The experience of what it feels like to be in pain cannot be expressed in physicalist terms so man has a non-physical aspect. There is something about man that is non-physical. If man were only a physical entity, then his experience of what it feels like to be in pain can be expressed in physicalist terms.


----------



## T.A.G. (Feb 14, 2010)

cih1355, I know we have talked before on this in messages
but what would be your best argument for an immaterial aspect that we have?


----------



## cih1355 (Feb 16, 2010)

T.A.G. said:


> cih1355, I know we have talked before on this in messages
> but what would be your best argument for an immaterial aspect that we have?


 
Hi Tyler,

Mental phenomena do not have the same properties as physical entities so they cannot be identical. For example, physical entities have properties such as location, mass, weight, and so on. But no mental phenomena has these properties. 

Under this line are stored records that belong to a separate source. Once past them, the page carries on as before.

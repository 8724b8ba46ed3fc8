//! # Corrections
//!
//! Teacher-authored replacements of char spans in a student's essay.
//!
//! Corrections for one essay form an interval set: [`CorrectionSet`] keeps
//! them sorted by start offset and rejects any insert that would overlap an
//! existing span, so rendering never has to guess how overlapping edits
//! combine.

mod set;

use jiff::Timestamp;
use serde::{Deserialize, Serialize};
use uuid::Uuid;
use xi_rope::{Rope, delta::Builder};

use crate::text::{CharIndex, Span};

pub use set::CorrectionSet;

/// Why a correction span cannot be placed.
#[derive(Debug, Clone, PartialEq, Eq, thiserror::Error)]
pub enum RangeProblem {
    #[error("span is empty or reversed")]
    Empty,
    #[error("span ends past the end of the text ({len} chars)")]
    OutOfBounds { len: usize },
    #[error("span overlaps correction {other}")]
    Overlaps { other: Uuid },
}

#[derive(Debug, Clone, PartialEq, Eq, thiserror::Error)]
pub enum CorrectionError {
    #[error("invalid correction range {span}: {problem}")]
    InvalidRange { span: Span, problem: RangeProblem },
    #[error("correction not found: {0}")]
    NotFound(Uuid),
    #[error("duplicate correction id: {0}")]
    DuplicateId(Uuid),
}

/// A teacher-authored replacement of `[start_index, end_index)` of the essay.
#[derive(Debug, Clone, PartialEq, Eq, Serialize, Deserialize)]
pub struct Correction {
    pub id: Uuid,
    /// Source text of the span, captured when the correction was made.
    pub original_text: String,
    pub corrected_text: String,
    pub start_index: usize,
    pub end_index: usize,
    #[serde(default, skip_serializing_if = "Option::is_none")]
    pub teacher_note: Option<String>,
    pub created_at: Timestamp,
}

impl Correction {
    /// New correction with a fresh id, stamped now. Does not validate the span.
    pub fn new(
        span: Span,
        original_text: impl Into<String>,
        corrected_text: impl Into<String>,
        teacher_note: Option<String>,
    ) -> Self {
        Self {
            id: Uuid::new_v4(),
            original_text: original_text.into(),
            corrected_text: corrected_text.into(),
            start_index: span.start,
            end_index: span.end,
            teacher_note: normalize_note(teacher_note),
            created_at: Timestamp::now(),
        }
    }

    pub fn span(&self) -> Span {
        Span::new(self.start_index, self.end_index)
    }

    /// Check the span is non-empty and inside a text of `text_len` chars.
    pub fn check_bounds(&self, text_len: usize) -> Result<(), CorrectionError> {
        let span = self.span();
        if span.is_empty() {
            return Err(CorrectionError::InvalidRange {
                span,
                problem: RangeProblem::Empty,
            });
        }
        if span.end > text_len {
            return Err(CorrectionError::InvalidRange {
                span,
                problem: RangeProblem::OutOfBounds { len: text_len },
            });
        }
        Ok(())
    }
}

/// Blank notes are stored as no note.
pub(crate) fn normalize_note(note: Option<String>) -> Option<String> {
    note.map(|n| n.trim().to_string()).filter(|n| !n.is_empty())
}

/// Splice every correction's replacement text into `original`.
///
/// The corrections compile to one rope delta, applied in a single pass.
/// Spans must be sorted and disjoint; anything else is reported as an
/// overlap with the preceding correction.
pub fn apply_corrections(original: &str, corrections: &CorrectionSet) -> Result<String, CorrectionError> {
    let index = CharIndex::new(original);
    let rope = Rope::from(original);
    let mut builder = Builder::new(rope.len());
    let mut previous: Option<&Correction> = None;

    for correction in corrections.iter() {
        correction.check_bounds(index.char_len())?;
        if let Some(before) = previous
            && correction.start_index < before.end_index
        {
            return Err(CorrectionError::InvalidRange {
                span: correction.span(),
                problem: RangeProblem::Overlaps { other: before.id },
            });
        }
        previous = Some(correction);
        let range = index
            .byte_range(correction.span())
            .ok_or(CorrectionError::InvalidRange {
                span: correction.span(),
                problem: RangeProblem::OutOfBounds {
                    len: index.char_len(),
                },
            })?;
        builder.replace(range, Rope::from(correction.corrected_text.as_str()));
    }

    let delta = builder.build();
    Ok(delta.apply(&rope).to_string())
}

Mental phenomena have what is called "intentionality", but physical entities do not have this. Intentionality means "aboutness." Mental phenomena refer to things outside of themselves. For example, your thoughts are always about something. Physical entities do not refer outside themselves in this way. Physical objects can have different relations to one another. They can be on top of other objects or be next to other objects. However, they cannot be about one another. 

Some people think that since your ideas correspond with your brain wave activity, then your ideas are identical with your brain wave activity. However, there is something true of your ideas that is not true of your brain wave activity so that cannot be identical. Your iideas can be assigned a truth value, but your brain wave activity cannot be assigned a truth value.


----------



## T.A.G. (Feb 16, 2010)

truth value?


----------



## jwright82 (Feb 16, 2010)

T.A.G. said:


> truth value?


Truth values are metaphysical properties( which means above or beyond the physical), and brain waves are purely physical in nature. If a proposition is true than it is true regardless of whether or not my brain waves have a particular wavelength or whatever, but my brainwaves could match the state of mind of someone who believes that something is true but have the proposition in question actually being false. My brain might tell you that I believe that Elvis is still alive but it doesn't really matter what my brain says because he is dead.